For me its always been simply , do i wish to be rule by foreigners or not . Well 'not' obviously .

This debate was never won and is utterly lost now , hence the proclmations that the Federal Dream is dead. What is required is only reassurance abotu the UK`s economis furture out siede the EU and the last bits of resistant Conservative opiniion will happily
vote down anyhting and everyhting until we reach the blessed state or Norway

hatfield girl said...

S, as people who create wealth are rarely the same people who are arguing and choosing over how to spend it, you really pin it down. (we're talking about entrepreneurship in an advanced capitalist economy here aren't we?)

I'm for the entrepreneurs choosing - after all, they are living proof of their own economic and social competence. The spenders tend to be bureaucrats and/or chippy economic low achievers with an ideology and an agenda.

hatfield girl said...

N,
'sheer complexity and obscurity would save the project.'

I've mentioned before that this is now a standard political manipulative technique.
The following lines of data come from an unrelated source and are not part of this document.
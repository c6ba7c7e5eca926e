//! Generic [Float] type which acts as a stand-in for `f32` or `f64`.
use rustfft::num_traits::float::Float as NumFloat;
use rustfft::num_traits::FromPrimitive;
use std::fmt::{Debug, Display};
use std::iter::Sum;

/// Signals are processed as arrays of [Float]s. A [Float] is normally `f32` or `f64`.
pub trait Float: Display + Debug + NumFloat + FromPrimitive + Sum + Send + Sync + 'static {
    /// Convert an `f64` literal. Never fails for `f32` or `f64`.
    fn lit(value: f64) -> Self {
        Self::from_f64(value).unwrap_or_else(Self::nan)
    }

    /// Convert a sample count or lag.
    fn from_len(value: usize) -> Self {
        Self::from_usize(value).unwrap_or_else(Self::nan)
    }
}

impl Float for f64 {}
impl Float for f32 {}
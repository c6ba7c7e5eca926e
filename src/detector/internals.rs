use std::sync::Arc;

use rustfft::num_complex::Complex;
use rustfft::{Fft, FftNum, FftPlanner};

use crate::float::Float;
use crate::utils::buffer::{copy_complex_to_real, copy_real_to_complex, new_complex_buffer, square_sum};

/// Lag range searched for a period, derived from the frequency bounds.
#[derive(Debug, Clone, Copy, PartialEq, Eq)]
pub struct LagRange {
    /// `floor(sample_rate / max_frequency)`.
    pub min_tau: usize,
    /// `min(ceil(sample_rate / min_frequency), window_size)`, exclusive.
    pub max_tau: usize,
}

impl LagRange {
    pub fn new(sample_rate: usize, min_frequency: f64, max_frequency: f64, window_size: usize) -> Self {
        let sample_rate = sample_rate as f64;
        let min_tau = (sample_rate / max_frequency).floor() as usize;
        let max_tau = ((sample_rate / min_frequency).ceil() as usize).min(window_size);
        LagRange { min_tau, max_tau }
    }
}

/// Compute the square difference function, _d(t)_, of `signal` directly. For a window
/// size of _w_ and a signal _x=(x_0,x_1,...)_, this is defined by
///
///  > d(t) = sum_{i=0}^{w-1} (x_i - x_{i+t})^2
///
/// for every lag `t` in `0..result.len()`. This is the quadratic reference computation;
/// `result.len() + window_size` must not exceed `signal.len() + 1`.
pub fn square_difference<T: Float>(signal: &[T], window_size: usize, result: &mut [T]) {
    assert!(
        result.len() + window_size <= signal.len() + 1,
        "Lags beyond the signal length were requested"
    );

    let window = &signal[..window_size];
    result.iter_mut().enumerate().for_each(|(tau, d)| {
        *d = window
            .iter()
            .zip(&signal[tau..tau + window_size])
            .map(|(&a, &b)| {
                let delta = a - b;
                delta * delta
            })
            .sum();
    });
}

/// Planned transforms and scratch space for [FftDifference::windowed_square_error].
///
/// Transforms are planned once per signal length so that a real-time caller
/// does not allocate or plan inside its audio callback.
pub struct FftDifference<T>
where
    T: Float + FftNum,
{
    size: usize,
    forward: Arc<dyn Fft<T>>,
    inverse: Arc<dyn Fft<T>>,
    signal: Vec<Complex<T>>,
    window: Vec<Complex<T>>,
    scratch: Vec<Complex<T>>,
}

impl<T> FftDifference<T>
where
    T: Float + FftNum,
{
    pub fn new(size: usize) -> Self {
        let mut planner = FftPlanner::new();
        let forward = planner.plan_fft_forward(size);
        let inverse = planner.plan_fft_inverse(size);
        let scratch_len = forward
            .get_inplace_scratch_len()
            .max(inverse.get_inplace_scratch_len());

        FftDifference {
            size,
            forward,
            inverse,
            signal: new_complex_buffer(size),
            window: new_complex_buffer(size),
            scratch: new_complex_buffer(scratch_len),
        }
    }

    pub fn size(&self) -> usize {
        self.size
    }

    /// Compute the windowed autocorrelation of `signal` and put the result in `result`.
    /// For a signal _x=(x_0,x_1,...)_, the windowed autocorrelation with window size _w_ is
    /// the function
    ///
    /// > r(t) = sum_{i=0}^{w-1} x_i*x_{i+t}
    ///
    /// This function assumes `window_size` is at most half of the length of `signal`.
    pub fn windowed_autocorrelation(&mut self, signal: &[T], window_size: usize, result: &mut [T]) {
        assert_eq!(signal.len(), self.size, "Signal length differs from the planned size");

        // Cross correlate the signal with its first `window_size` samples.
        copy_real_to_complex(signal, &mut self.signal);
        copy_real_to_complex(&signal[..window_size], &mut self.window);
        self.forward
            .process_with_scratch(&mut self.signal, &mut self.scratch);
        self.forward
            .process_with_scratch(&mut self.window, &mut self.scratch);

        // rustfft does not normalize, so forward + inverse scales by `size`.
        let normalization = T::one() / T::from_len(self.size);
        self.signal
            .iter_mut()
            .zip(self.window.iter())
            .for_each(|(a, b)| *a = *a * normalization * b.conj());
        self.inverse
            .process_with_scratch(&mut self.signal, &mut self.scratch);

        // Only lags below `window_size` are valid.
        let valid = window_size.min(result.len());
        copy_complex_to_real(&self.signal[..valid], result);
    }

    /// Same function as [square_difference], computed in O(n log n) through
    /// `d(t) = pow_0^w + pow_t^{t+w} - 2 r(t)` where `pow_a^b` is the energy of
    /// `signal[a..b]`. Agrees with the direct sum up to rounding.
    pub fn windowed_square_error(&mut self, signal: &[T], window_size: usize, result: &mut [T]) {
        assert!(
            2 * window_size <= signal.len(),
            "The window size cannot be more than half the signal length"
        );
        assert!(result.len() <= window_size);

        let two = T::lit(2.0);
        self.windowed_autocorrelation(signal, window_size, result);

        let power = square_sum(&signal[..window_size]);
        let mut windowed_power = power;
        result.iter_mut().enumerate().for_each(|(i, a)| {
            *a = power + windowed_power - two * *a;
            // Slide pow_t^{t+w} to pow_{t+1}^{t+1+w}.
            windowed_power = windowed_power - signal[i] * signal[i]
                + signal[i + window_size] * signal[i + window_size];
        })
    }
}

/// Calculate the "cumulative mean normalized difference function" in place.
/// If _d(t)_ is the square difference function, _d'(0) = 1_ and for _t > 0_
///
///  > d'(t) = d(t) * t / sum_{i=1}^t d(i)
///
/// Lags whose running sum is still zero (a silent block) are set to 1.
pub fn yin_normalize_square_error<T: Float>(square_error: &mut [T]) {
    let Some((first, rest)) = square_error.split_first_mut() else {
        return;
    };
    *first = T::one();

    let mut sum = T::zero();
    rest.iter_mut().enumerate().for_each(|(i, d)| {
        sum = sum + *d;
        *d = if sum > T::zero() {
            *d * T::from_len(i + 1) / sum
        } else {
            T::one()
        };
    });
}
//! # Pitch Tracker
//! *pitch_tracker* turns a stream of audio blocks into a stable pitch readout for a
//! tuner-style display. It has two stages:
//!
//!   * An [estimator][detector::yin::YinEstimator] that finds the fundamental frequency
//!     of one block with the YIN method, collecting every plausible period and
//!     preferring the fundamental over its harmonics.
//!   * A [tracker][tracker::PitchTracker] that gates quiet blocks, smooths the estimate,
//!     only accepts large jumps once several blocks agree, and smooths cents per note.
//!
//! [TrackingSession][tracker::session::TrackingSession] wires both together.
//!
//! # Examples
//! ```
//! use pitch_tracker::tracker::session::TrackingSession;
//!
//! const SAMPLE_RATE: usize = 44100;
//! const SIZE: usize = 4096;
//!
//! // Signal coming from some source (microphone, generated, etc...)
//! let dt = 1.0 / SAMPLE_RATE as f32;
//! let freq = 330.0;
//! let block: Vec<f32> = (0..SIZE)
//!     .map(|x| 0.5 * (2.0 * std::f32::consts::PI * x as f32 * dt * freq).sin())
//!     .collect();
//!
//! let mut session = TrackingSession::<f32>::new();
//! let reading = session.process(&block, SAMPLE_RATE, None).unwrap();
//!
//! if let Some(frequency) = reading.frequency {
//!     let note = session.note_reading(frequency).unwrap();
//!     println!("{} Hz: note {} {:+.1} cents", frequency, note.note, note.cents);
//! }
//! ```

pub use detector::PitchEstimator;
pub use error::{PitchError, Result};
pub use tracker::{PitchTracker, Reading};

pub mod detector;
pub mod error;
pub mod float;
pub mod tracker;
pub mod utils;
There is a Financial Times columnist, Tanzi, who lays it all out in its perfidy.

We agree there is no means to argue coherently and at length about the origins, purposes and historic drive behind the Federal State of Europe, not least because the Huntsman is clopping quietly through the blogs keeping a tight rein on history of the 20th century with particular reference to: from the 1920s to, so far, the Wilson years. It does so restrict the sweeping statement, the flourish, the telling allusion.

Newmania's Universal Response:

vote down anything and everything until we reach the blessed state or Norway

(literals have been silently corrected, Ed., but 'the blessed state or Norway' is open to fascinating interpretation, Ed., again)

should have universal adhesion (once the blessed state status is made clear).

Newmania said...

Slightly gnomic HG but I think I follow you. One of the odd things that informs the non debate is that ,for the vast majority, the idea that pooled sovereignty , was a good in itself, is almost beyond comprehension.

"So you want to be ruled by Poles and French people and so on....eh ?"
"Yes but you also affect their lives .."
" Errr why would I want to do that then .... "


The forces of anti nationalism are quite historical now but well represented in the Establishment watering holes , the BBC, academia , the leftish Political class of course. I suspect that ,like most things, once the encrustacean of jargon is stripped away its a simple matter.